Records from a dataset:
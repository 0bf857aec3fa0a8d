//! PropertyDetails entity - opaque structured sub-documents, 1:1 with a property.

use sea_orm::entity::prelude::*;
use serde::{Deserialize, Serialize};

/// Document columns for everything the header row doesn't flatten:
/// check-in rules, facilities, policies, rooms, photos, contacts.
///
/// The sync pipeline writes these wholesale from the fetched bundle and the
/// read API returns them verbatim; nothing queries inside the documents.
#[derive(Clone, Debug, PartialEq, Eq, DeriveEntityModel, Serialize, Deserialize)]
#[sea_orm(table_name = "property_details")]
pub struct Model {
    #[sea_orm(primary_key, auto_increment = false)]
    pub property_id: i64,
    #[sea_orm(column_type = "Json")]
    pub address: Json,
    #[sea_orm(column_type = "Json")]
    pub checkin_info: Json,
    #[sea_orm(column_type = "Json")]
    pub facilities: Json,
    #[sea_orm(column_type = "Json")]
    pub policies: Json,
    #[sea_orm(column_type = "Json")]
    pub rooms: Json,
    #[sea_orm(column_type = "Json")]
    pub photos: Json,
    #[sea_orm(column_type = "Json")]
    pub contact_info: Json,
    #[sea_orm(column_type = "Json")]
    pub metadata: Json,
    pub created_at: DateTimeWithTimeZone,
    pub updated_at: DateTimeWithTimeZone,
}

#[derive(Copy, Clone, Debug, EnumIter, DeriveRelation)]
pub enum Relation {
    #[sea_orm(
        belongs_to = "super::property::Entity",
        from = "Column::PropertyId",
        to = "super::property::Column::HotelId",
        on_delete = "Cascade"
    )]
    Property,
}

impl Related<super::property::Entity> for Entity {
    fn to() -> RelationDef {
        Relation::Property.def()
    }
}

impl ActiveModelBehavior for ActiveModel {}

> **Work instructions**:
Give again each line shown above, keeping every word as it is.

> **Answer area**:
repository 0bf857aec3fa0a8d
//! PropertyDetails entity - opaque structured sub-documents, 1:1 with a property.

use sea_orm::entity::prelude::*;
use serde::{Deserialize, Serialize};

/// Document columns for everything the header row doesn't flatten:
/// check-in rules, facilities, policies, rooms, photos, contacts.
///
/// The sync pipeline writes these wholesale from the fetched bundle and the
/// read API returns them verbatim; nothing queries inside the documents.
#[derive(Clone, Debug, PartialEq, Eq, DeriveEntityModel, Serialize, Deserialize)]
#[sea_orm(table_name = "property_details")]
pub struct Model {
    #[sea_orm(primary_key, auto_increment = false)]
    pub property_id: i64,
    #[sea_orm(column_type = "Json")]
    pub address: Json,
    #[sea_orm(column_type = "Json")]
    pub checkin_info: Json,
    #[sea_orm(column_type = "Json")]
    pub facilities: Json,
    #[sea_orm(column_type = "Json")]
    pub policies: Json,
    #[sea_orm(column_type = "Json")]
    pub rooms: Json,
    #[sea_orm(column_type = "Json")]
    pub photos: Json,
    #[sea_orm(column_type = "Json")]
    pub contact_info: Json,
    #[sea_orm(column_type = "Json")]
    pub metadata: Json,
    pub created_at: DateTimeWithTimeZone,
    pub updated_at: DateTimeWithTimeZone,
}

#[derive(Copy, Clone, Debug, EnumIter, DeriveRelation)]
pub enum Relation {
    #[sea_orm(
        belongs_to = "super::property::Entity",
        from = "Column::PropertyId",
        to = "super::property::Column::HotelId",
        on_delete = "Cascade"
    )]
    Property,
}

impl Related<super::property::Entity> for Entity {
    fn to() -> RelationDef {
        Relation::Property.def()
    }
}

impl ActiveModelBehavior for ActiveModel {}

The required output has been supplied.